Collection entries
-------------------------

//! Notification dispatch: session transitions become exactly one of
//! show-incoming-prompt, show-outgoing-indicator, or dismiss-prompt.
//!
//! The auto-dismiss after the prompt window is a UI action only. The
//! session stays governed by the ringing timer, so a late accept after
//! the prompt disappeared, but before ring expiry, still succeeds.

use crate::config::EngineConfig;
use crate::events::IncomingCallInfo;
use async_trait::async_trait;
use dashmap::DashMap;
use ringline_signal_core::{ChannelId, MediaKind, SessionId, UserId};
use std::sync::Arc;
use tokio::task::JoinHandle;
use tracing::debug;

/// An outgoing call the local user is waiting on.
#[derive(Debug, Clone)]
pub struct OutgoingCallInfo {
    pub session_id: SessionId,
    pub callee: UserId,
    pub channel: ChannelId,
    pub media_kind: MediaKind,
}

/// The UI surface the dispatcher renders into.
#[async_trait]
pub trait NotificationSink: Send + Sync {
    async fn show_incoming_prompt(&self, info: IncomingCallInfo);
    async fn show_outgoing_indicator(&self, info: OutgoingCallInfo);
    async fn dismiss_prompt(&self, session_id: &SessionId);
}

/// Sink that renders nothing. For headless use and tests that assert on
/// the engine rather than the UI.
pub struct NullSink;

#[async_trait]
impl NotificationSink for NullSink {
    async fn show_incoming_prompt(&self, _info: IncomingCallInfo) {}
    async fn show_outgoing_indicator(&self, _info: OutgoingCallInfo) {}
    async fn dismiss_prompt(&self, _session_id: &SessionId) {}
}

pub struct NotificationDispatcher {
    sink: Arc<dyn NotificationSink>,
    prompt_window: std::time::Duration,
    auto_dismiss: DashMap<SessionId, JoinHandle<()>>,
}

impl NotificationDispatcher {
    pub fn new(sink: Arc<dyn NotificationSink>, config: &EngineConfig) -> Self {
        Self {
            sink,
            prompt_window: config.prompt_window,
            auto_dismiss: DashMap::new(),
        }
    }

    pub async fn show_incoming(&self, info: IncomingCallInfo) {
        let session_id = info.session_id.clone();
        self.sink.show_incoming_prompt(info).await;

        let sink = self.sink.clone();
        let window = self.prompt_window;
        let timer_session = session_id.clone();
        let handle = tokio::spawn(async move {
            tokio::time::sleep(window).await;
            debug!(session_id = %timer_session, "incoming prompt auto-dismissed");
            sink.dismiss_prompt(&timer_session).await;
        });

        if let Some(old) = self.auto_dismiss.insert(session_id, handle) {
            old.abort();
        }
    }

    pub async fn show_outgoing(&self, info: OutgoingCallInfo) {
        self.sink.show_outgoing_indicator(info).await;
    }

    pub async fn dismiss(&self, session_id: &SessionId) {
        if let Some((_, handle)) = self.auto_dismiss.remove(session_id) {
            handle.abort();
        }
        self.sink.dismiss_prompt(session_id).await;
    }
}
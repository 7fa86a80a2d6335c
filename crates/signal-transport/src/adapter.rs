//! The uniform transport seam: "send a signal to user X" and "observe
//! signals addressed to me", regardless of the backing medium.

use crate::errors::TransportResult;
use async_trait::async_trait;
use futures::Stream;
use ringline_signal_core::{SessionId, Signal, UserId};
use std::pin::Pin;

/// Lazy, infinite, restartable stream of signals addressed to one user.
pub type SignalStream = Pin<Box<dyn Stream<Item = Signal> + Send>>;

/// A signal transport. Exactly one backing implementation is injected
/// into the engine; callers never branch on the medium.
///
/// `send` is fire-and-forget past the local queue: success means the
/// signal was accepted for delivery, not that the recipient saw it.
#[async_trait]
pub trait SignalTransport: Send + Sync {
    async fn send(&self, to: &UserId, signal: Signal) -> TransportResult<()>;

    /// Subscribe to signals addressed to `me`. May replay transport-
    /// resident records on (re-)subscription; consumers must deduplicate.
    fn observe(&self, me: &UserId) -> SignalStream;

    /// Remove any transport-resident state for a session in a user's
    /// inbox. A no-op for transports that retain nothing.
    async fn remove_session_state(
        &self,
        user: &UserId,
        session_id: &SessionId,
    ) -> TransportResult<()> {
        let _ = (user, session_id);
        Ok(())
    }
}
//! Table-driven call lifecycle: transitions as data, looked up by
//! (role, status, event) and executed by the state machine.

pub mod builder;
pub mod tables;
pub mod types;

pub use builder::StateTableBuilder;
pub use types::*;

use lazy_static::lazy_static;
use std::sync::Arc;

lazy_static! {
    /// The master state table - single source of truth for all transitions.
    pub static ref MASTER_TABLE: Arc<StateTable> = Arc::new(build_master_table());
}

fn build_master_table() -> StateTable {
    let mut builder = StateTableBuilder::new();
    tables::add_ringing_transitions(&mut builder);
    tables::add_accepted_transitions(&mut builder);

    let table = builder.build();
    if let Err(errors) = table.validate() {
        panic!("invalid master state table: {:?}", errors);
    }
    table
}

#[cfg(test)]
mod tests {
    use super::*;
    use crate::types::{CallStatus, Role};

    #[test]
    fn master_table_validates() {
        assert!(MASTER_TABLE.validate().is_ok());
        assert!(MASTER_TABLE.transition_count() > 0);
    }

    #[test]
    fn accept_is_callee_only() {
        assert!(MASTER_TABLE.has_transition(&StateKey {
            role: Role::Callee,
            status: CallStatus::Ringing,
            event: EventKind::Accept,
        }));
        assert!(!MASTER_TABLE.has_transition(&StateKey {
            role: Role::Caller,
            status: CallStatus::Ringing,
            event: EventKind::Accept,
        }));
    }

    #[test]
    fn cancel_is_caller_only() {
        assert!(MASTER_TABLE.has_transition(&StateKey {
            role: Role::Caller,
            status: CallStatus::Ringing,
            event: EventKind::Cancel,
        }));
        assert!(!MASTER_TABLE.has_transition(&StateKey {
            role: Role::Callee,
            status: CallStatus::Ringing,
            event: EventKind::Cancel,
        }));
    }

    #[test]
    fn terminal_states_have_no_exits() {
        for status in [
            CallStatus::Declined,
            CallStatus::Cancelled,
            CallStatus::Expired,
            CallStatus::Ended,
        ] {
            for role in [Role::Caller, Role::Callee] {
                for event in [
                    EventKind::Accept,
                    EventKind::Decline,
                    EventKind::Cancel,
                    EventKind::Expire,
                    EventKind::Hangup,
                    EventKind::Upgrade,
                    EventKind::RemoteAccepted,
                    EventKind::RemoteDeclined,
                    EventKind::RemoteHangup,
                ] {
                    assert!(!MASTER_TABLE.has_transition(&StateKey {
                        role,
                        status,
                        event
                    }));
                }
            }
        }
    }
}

-------------------------

Where a line of the data holds "errors", show that line.

### Solved problem
use crate::errors::TransportResult;
    if let Err(errors) = table.validate() {
        panic!("invalid master state table: {:?}", errors);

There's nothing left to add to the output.